Now, Brown has an op-ed in the Washington Post setting out the next stage of fiscal recovery - international laws to regulate the financial sector. He's even using the words "new Bretton Woods".

We must deal with more than the symptoms of the current crisis. We have to tackle the root causes. So the next stage is to rebuild our fractured international financial system.

This week, European leaders came together to propose the guiding principles that we believe should underpin this new Bretton Woods: transparency, sound banking, responsibility, integrity and global governance. We agreed that urgent decisions implementing these principles should be made to root out the irresponsible and often undisclosed lending at the heart of our problems. To do this, we need cross-border supervision of financial institutions; shared global standards for accounting and regulation; a more responsible approach to executive remuneration that rewards hard work, effort and enterprise but not irresponsible risk-taking; and the renewal of our international institutions to make them effective early-warning systems for the world economy.

Such an international regulatory framework, if enshrined in a treaty, will have the force of international law - and that's clearly what Brown and the other European leaders intend. It will then be largely immune to Republican deregulatory zeal even in the U.S., because laws adopetd by treaty have the force of federal laws but international treaties cannot be changed just by enacting domestic legislation to do away with them. Free market conservatives (and neocons, who hate any restriction on American hegemony and freedom to act as it sees fit) are going to hate Brown's plan, but what choice do they have? The medicine will taste bitter but a little bit (not too much) socialism will be good for what ails the world economy.

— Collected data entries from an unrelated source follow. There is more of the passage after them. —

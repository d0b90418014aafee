use criterion::{BatchSize, Criterion, black_box, criterion_group, criterion_main};

use redlilium_promise::{
    CancelationSource, CancelationToken, FramePhase, FrameScheduler, PromiseRuntime, WaitOneTick,
    WaitTicks,
};

// ---------------------------------------------------------------------------
// Deferred / Promise
// ---------------------------------------------------------------------------

fn bench_deferred_resolve_1k(c: &mut Criterion) {
    let runtime = PromiseRuntime::new();
    c.bench_function("deferred_resolve_1k", |b| {
        b.iter(|| {
            for i in 0..1_000u32 {
                let (deferred, promise) = runtime.deferred::<u32>();
                deferred.try_resolve(i);
                black_box(promise.into_outcome().ok());
            }
        });
    });
}

fn bench_then_chain_100(c: &mut Criterion) {
    let runtime = PromiseRuntime::new();
    c.bench_function("then_chain_100", |b| {
        b.iter(|| {
            let (deferred, promise) = runtime.deferred::<u64>();
            let mut tail = promise;
            for _ in 0..100 {
                tail = tail.then(|value| value + 1);
            }
            deferred.try_resolve(0);
            black_box(tail.into_outcome().ok());
        });
    });
}

// ---------------------------------------------------------------------------
// Combinators
// ---------------------------------------------------------------------------

fn bench_race_pending_16(c: &mut Criterion) {
    let runtime = PromiseRuntime::new();
    c.bench_function("race_pending_16", |b| {
        b.iter(|| {
            let (deferreds, promises): (Vec<_>, Vec<_>) =
                (0..16).map(|_| runtime.deferred::<u32>()).unzip();
            let race = runtime.race(promises).unwrap();
            deferreds[7].try_resolve(7);
            black_box(race.into_outcome().ok());
        });
    });
}

fn bench_all_pending_256(c: &mut Criterion) {
    let runtime = PromiseRuntime::new();
    c.bench_function("all_pending_256", |b| {
        b.iter(|| {
            let (deferreds, promises): (Vec<_>, Vec<_>) =
                (0..256).map(|_| runtime.deferred::<u32>()).unzip();
            let all = runtime.all(promises);
            for (i, deferred) in deferreds.iter().enumerate() {
                deferred.try_resolve(i as u32);
            }
            black_box(all.into_outcome().ok());
        });
    });
}

// ---------------------------------------------------------------------------
// Scheduler
// ---------------------------------------------------------------------------

fn bench_tick_10k_instructions(c: &mut Criterion) {
    c.bench_function("tick_10k_wait_ticks", |b| {
        b.iter_batched(
            || {
                let mut scheduler = FrameScheduler::new(PromiseRuntime::new());
                for _ in 0..10_000 {
                    scheduler
                        .wait_for(FramePhase::Update, WaitTicks(u32::MAX))
                        .unwrap();
                }
                scheduler
            },
            |mut scheduler| {
                black_box(scheduler.on_update_tick().unwrap());
            },
            BatchSize::LargeInput,
        );
    });
}

fn bench_runner_cancel_1k(c: &mut Criterion) {
    c.bench_function("runner_cancel_half_1k", |b| {
        b.iter_batched(
            || {
                let mut scheduler = FrameScheduler::new(PromiseRuntime::new());
                let sources: Vec<_> = (0..1_000).map(|_| CancelationSource::new()).collect();
                let promises: Vec<_> = sources
                    .iter()
                    .map(|source| {
                        scheduler
                            .wait_for_promise(FramePhase::Update, WaitOneTick, &source.token())
                            .unwrap()
                    })
                    .collect();
                (scheduler, sources, promises)
            },
            |(mut scheduler, sources, promises)| {
                for source in sources.iter().step_by(2) {
                    source.cancel();
                }
                scheduler.on_update_tick().unwrap();
                black_box(promises);
            },
            BatchSize::LargeInput,
        );
    });
}

fn bench_sequence_16(c: &mut Criterion) {
    let runtime = PromiseRuntime::new();
    c.bench_function("sequence_resolved_16", |b| {
        b.iter(|| {
            let steps: Vec<_> = (0..16)
                .map(|_| {
                    let runtime = runtime.clone();
                    move || runtime.resolved(())
                })
                .collect();
            let sequence = runtime.sequence(&CancelationToken::none(), steps);
            black_box(sequence.into_outcome().ok());
        });
    });
}

criterion_group!(
    benches,
    bench_deferred_resolve_1k,
    bench_then_chain_100,
    bench_race_pending_16,
    bench_all_pending_256,
    bench_tick_10k_instructions,
    bench_runner_cancel_1k,
    bench_sequence_16,
);
criterion_main!(benches);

But what I would find really interesting would be if someone asked John McCain, "maverick reformer", if he thinks the fiscal socialism that the Bush administration has already enacted and the socialism to come are good ideas. And if not, what would be his alternative?

Nobel winner Paul Krugman is all for some fiscal socialism and nanny-stating on the domestic scene too.

there’s a lot the federal government can do for the economy. It can provide extended benefits to the unemployed, which will both help distressed families cope and put money in the hands of people likely to spend it. It can provide emergency aid to state and local governments, so that they aren’t forced into steep spending cuts that both degrade public services and destroy jobs. It can buy up mortgages (but not at face value, as John McCain has proposed) and restructure the terms to help families stay in their homes.

And this is also a good time to engage in some serious infrastructure spending, which the country badly needs in any case. The usual argument against public works as economic stimulus is that they take too long: by the time you get around to repairing that bridge and upgrading that rail line, the slump is over and the stimulus isn’t needed. Well, that argument has no force now, since the chances that this slump will be over anytime soon are virtually nil. So let’s get those projects rolling.

Will the next administration do what’s needed to deal with the economic slump? Not if Mr. McCain pulls off an upset. What we need right now is more government spending — but when Mr. McCain was asked in one of the debates how he would deal with the economic crisis, he answered: “Well, the first thing we have to do is get spending under control.”

...The responsible thing, right now, is to give the economy the help it needs. Now is not the time to worry about the deficit.

That's something Dems have already argued (as have I), but having the Nobel winner back you up is nice.